So, with an event like the Western States 100, why doesn’t our brain want us to stop earlier? Well, it does. But you want that post-race barbeque, beer, and belt buckle.This is where strategy becomes crucial. The numerous studies on physiological changes during endurance events provides a list of carefully calculated ins & outs to prevent dehydration, hyponatremia, renal failure, etc. and cope with the stress. However, the mind needs some tricking. A new hype is Respiratory Muscle Training (RMT), using a device which was supposed to increase oxygen capacity but didn’t really work that way. Instead, researchers found that the training reduced perception of effort during exercise without any significant physiological changes, suggesting that there may have been a desensitization of the brain’s feedback mechanism, thus prolonging high-intensity exercise.
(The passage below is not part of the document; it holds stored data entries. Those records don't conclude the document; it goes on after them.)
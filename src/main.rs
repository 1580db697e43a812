//! kexpose command line entry point
//!
//! Parses arguments, initializes logging, discovers the brokers, and hands
//! the result to the fleet supervisor. Exits 0 on a signal-initiated
//! shutdown and 1 on any fatal error.

use anyhow::Context;
use clap::Parser;
use kube::Client;
use tracing::{info, Level};

use kexpose::config::Config;
use kexpose::discovery::PodDiscovery;
use kexpose::forward::Fleet;
use kexpose::kafka::constants::{DEFAULT_LISTENER_PORT, DEFAULT_STARTING_PORT};

/// Expose an in-cluster Kafka on localhost
#[derive(Parser, Debug)]
#[command(name = "kexpose")]
#[command(about = "Expose a Kafka cluster running inside Kubernetes on workstation loopback ports")]
#[command(version)]
struct Args {
    /// Namespace of the Kafka cluster (defaults to the kube context namespace)
    #[arg(long, short = 'n', env = "KEXPOSE_NAMESPACE")]
    namespace: Option<String>,

    /// Label selector matching the broker pods
    #[arg(
        long,
        short = 'l',
        env = "KEXPOSE_SELECTOR",
        default_value = "app.kubernetes.io/name=kafka"
    )]
    selector: String,

    /// Port of the plaintext Kafka listener inside the cluster
    #[arg(long, env = "KEXPOSE_LISTENER_PORT", default_value_t = DEFAULT_LISTENER_PORT)]
    listener_port: u16,

    /// First local port; node ids are mapped to consecutive ports from here
    #[arg(long, env = "KEXPOSE_STARTING_PORT", default_value_t = DEFAULT_STARTING_PORT)]
    starting_port: u16,

    /// Log level (trace, debug, info, warn, error)
    #[arg(long, env = "KEXPOSE_LOG_LEVEL", default_value = "info")]
    log_level: Level,
}

#[tokio::main]
async fn main() -> anyhow::Result<()> {
    let args = Args::parse();

    tracing_subscriber::fmt()
        .with_max_level(args.log_level)
        .with_target(false)
        .init();

    let config = Config {
        namespace: args.namespace,
        selector: args.selector,
        listener_port: args.listener_port,
        starting_port: args.starting_port,
    };
    config.validate()?;

    let client = Client::try_default()
        .await
        .context("failed to create Kubernetes client")?;
    let namespace = config
        .namespace
        .clone()
        .unwrap_or_else(|| client.default_namespace().to_string());

    info!(
        namespace = %namespace,
        selector = %config.selector,
        "looking for Kafka brokers"
    );

    let discovery = PodDiscovery::new(
        client.clone(),
        &namespace,
        config.selector.clone(),
        config.listener_port,
    );
    let cluster = discovery
        .discover()
        .await
        .context("failed to discover the Kafka cluster")?;

    let fleet = Fleet::new(client, &namespace, &cluster, config.starting_port)?;
    fleet.run().await?;

    Ok(())
}
// Port-forward fleet
//
// One tunnel per broker bridges a local TCP listener to the pod's Kafka
// listener through the Kubernetes API server; the supervisor owns the
// fleet, aggregates readiness and errors, and drives shutdown.

mod supervisor;
mod tunnel;

pub use supervisor::Fleet;
pub use tunnel::PortForward;
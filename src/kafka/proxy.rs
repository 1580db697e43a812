//! Per-broker duplex proxy
//!
//! One proxy sits between a local client socket and the upgraded stream to
//! its broker pod. Two pumps run concurrently: client to broker forwards
//! requests and records their headers by correlation id, broker to client
//! recovers response framing from that record and applies the endpoint
//! rewrite before forwarding.
//!
//! When either pump stops, it shuts down the write half it owns. The peer
//! pump then runs into EOF and stops as well, so a failure on one side
//! always tears down the whole connection and nothing else.

use std::sync::Arc;

use parking_lot::Mutex;
use tokio::io::{AsyncRead, AsyncWrite, AsyncWriteExt};
use tracing::{debug, error};

use crate::discovery::PortMap;
use crate::error::ProxyError;
use crate::kafka::frame::{self, CorrelationMap};
use crate::kafka::rewrite;

/// The frame-rewriting interceptor for one broker.
///
/// The proxy is constructed once per tunnel and shared by all of the
/// tunnel's connections; the correlation tracker is per connection and
/// created inside [`BrokerProxy::run`].
pub struct BrokerProxy {
    node: i32,
    ports: Arc<PortMap>,
}

impl BrokerProxy {
    pub fn new(node: i32, ports: Arc<PortMap>) -> Self {
        Self { node, ports }
    }

    pub fn node(&self) -> i32 {
        self.node
    }

    /// Drive both pumps until the connection is torn down from either side.
    pub async fn run<C, B>(&self, client: C, broker: B)
    where
        C: AsyncRead + AsyncWrite + Unpin,
        B: AsyncRead + AsyncWrite + Unpin,
    {
        let (client_read, client_write) = tokio::io::split(client);
        let (broker_read, broker_write) = tokio::io::split(broker);
        let correlations = Mutex::new(CorrelationMap::new());

        tokio::join!(
            self.client_to_broker(client_read, broker_write, &correlations),
            self.broker_to_client(broker_read, client_write, &correlations),
        );
    }

    /// Forward request frames from the client to the broker.
    async fn client_to_broker<R, W>(
        &self,
        mut client: R,
        mut broker: W,
        correlations: &Mutex<CorrelationMap>,
    ) where
        R: AsyncRead + Unpin,
        W: AsyncWrite + Unpin,
    {
        let node = self.node;
        loop {
            let mut request = match frame::read_request(&mut client).await {
                Ok(Some(request)) => request,
                Ok(None) => {
                    debug!(node, "-> reached EOF");
                    break;
                }
                Err(e) => {
                    error!(node, error = %e, "-> failed to read request");
                    break;
                }
            };

            debug!(
                node,
                size = request.wire_size(),
                api_key = request.api_key,
                api_version = request.api_version,
                correlation_id = request.correlation_id,
                client_id = ?request.client_id(),
                "-> received request"
            );

            if correlations.lock().insert(request.header.clone()).is_some() {
                let violation = ProxyError::CorrelationViolation {
                    correlation_id: request.correlation_id,
                };
                error!(node, error = %violation, "-> correlation id reused while outstanding");
                break;
            }

            if let Err(e) = rewrite::roundtrip_request(&mut request) {
                error!(node, api_key = request.api_key, error = %e, "-> failed to re-encode request");
                break;
            }

            debug!(node, "-> proxying request from local to remote");
            if let Err(e) = frame::write_frame(&mut broker, &request).await {
                error!(node, error = %e, "-> failed to forward request");
                break;
            }
        }

        // Tear down the broker side so the response pump sees EOF
        let _ = broker.shutdown().await;
    }

    /// Forward response frames from the broker to the client, rewriting
    /// advertised endpoints on the way through.
    async fn broker_to_client<R, W>(
        &self,
        mut broker: R,
        mut client: W,
        correlations: &Mutex<CorrelationMap>,
    ) where
        R: AsyncRead + Unpin,
        W: AsyncWrite + Unpin,
    {
        let node = self.node;
        loop {
            let mut response = match frame::read_response(&mut broker, correlations).await {
                Ok(Some(response)) => response,
                Ok(None) => {
                    debug!(node, "<- reached EOF");
                    break;
                }
                Err(e) => {
                    error!(node, error = %e, "<- failed to read response");
                    break;
                }
            };

            debug!(
                node,
                size = response.wire_size(),
                api_key = response.api_key,
                api_version = response.api_version,
                correlation_id = response.correlation_id,
                "<- received response"
            );

            correlations.lock().remove(response.correlation_id);

            if let Err(e) = rewrite::rewrite_response(&mut response, node, &self.ports) {
                // The original frame must not be forwarded either: the
                // client asked for an api version we failed to re-encode
                error!(node, api_key = response.api_key, error = %e, "<- failed to rewrite response");
                break;
            }

            debug!(node, "<- proxying response from remote");
            if let Err(e) = frame::write_frame(&mut client, &response).await {
                error!(node, error = %e, "<- failed to forward response");
                break;
            }
        }

        // Tear down the client side so the request pump sees EOF
        let _ = client.shutdown().await;
    }
}
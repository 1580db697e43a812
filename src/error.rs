//! Proxy error types
//!
//! A single typed error covers the whole pipeline, from broker discovery
//! through the port-forward transport down to individual Kafka frames.
//! The variants are grouped by how far the damage reaches:
//!
//! - Discovery and transport errors are fatal for the process or for a
//!   whole tunnel.
//! - Frame-level errors (size, framing, correlation, codec) tear down a
//!   single proxied connection; the tunnel keeps serving new ones.

use thiserror::Error;

use crate::kafka::constants::MAX_FRAME_SIZE;

/// Errors that can occur while exposing a Kafka cluster
#[derive(Error, Debug)]
pub enum ProxyError {
    // ===== Startup Errors =====
    /// Broker discovery failed before any tunnel was created
    #[error("discovery failed: {message}")]
    Discovery { message: String },

    /// Invalid configuration value
    #[error("invalid configuration '{key}': {message}")]
    InvalidConfig { key: String, message: String },

    // ===== Tunnel Errors =====
    /// Failure to establish or maintain the upgraded stream to the API server
    #[error("kubernetes transport error: {0}")]
    Transport(#[from] kube::Error),

    /// The port-forward connection did not yield a stream for the requested port
    #[error("no upgraded stream available for remote port {port}")]
    StreamUnavailable { port: u16 },

    /// A port forwarder terminated in a way that has no richer error
    #[error("port forwarder for node {node} failed: {message}")]
    Forwarder { node: i32, message: String },

    // ===== Frame Errors =====
    /// IO error on the client socket or the broker stream
    #[error("IO error: {0}")]
    Io(#[from] std::io::Error),

    /// Frame size prefix is out of range
    #[error("invalid frame size: {size} bytes (must be 1-{MAX_FRAME_SIZE})")]
    InvalidFrameSize { size: i32 },

    /// Frame payload is inconsistent with its declared length
    #[error("malformed frame: {message}")]
    Malformed { message: String },

    /// A response arrived whose correlation id matches no in-flight request,
    /// or a request reused an id that is still outstanding
    #[error("correlation id {correlation_id} violates the request/response protocol")]
    CorrelationViolation { correlation_id: i32 },

    /// Error from the kafka-protocol codec while decoding or re-encoding a body
    #[error("protocol codec error: {0}")]
    Codec(#[source] anyhow::Error),
}

impl ProxyError {
    /// Create a discovery error with context
    pub fn discovery(message: impl Into<String>) -> Self {
        ProxyError::Discovery {
            message: message.into(),
        }
    }

    /// Create a malformed frame error with context
    pub fn malformed(message: impl Into<String>) -> Self {
        ProxyError::Malformed {
            message: message.into(),
        }
    }

    /// Wrap a codec failure from the kafka-protocol crate
    pub fn codec(err: impl Into<anyhow::Error>) -> Self {
        ProxyError::Codec(err.into())
    }

    /// Returns true if this error ends the whole fleet rather than a
    /// single proxied connection.
    pub fn is_fatal_for_tunnel(&self) -> bool {
        matches!(
            self,
            ProxyError::Transport(_)
                | ProxyError::StreamUnavailable { .. }
                | ProxyError::Forwarder { .. }
        )
    }
}

/// Result type alias for proxy operations
pub type Result<T> = std::result::Result<T, ProxyError>;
Other studies have attempted to separate the sensations that alert the brain to physiological effort from the psychological effort required to fight back and drag on for another mile. They found that the brain’s dorsal posterior insula may be the receptor for the body’s afferent alerts, which then will be processed into the overwhelming sense of fatigue that we feel in the right anterior insula. Don’t worry: all of these parts of the brain will come together soon.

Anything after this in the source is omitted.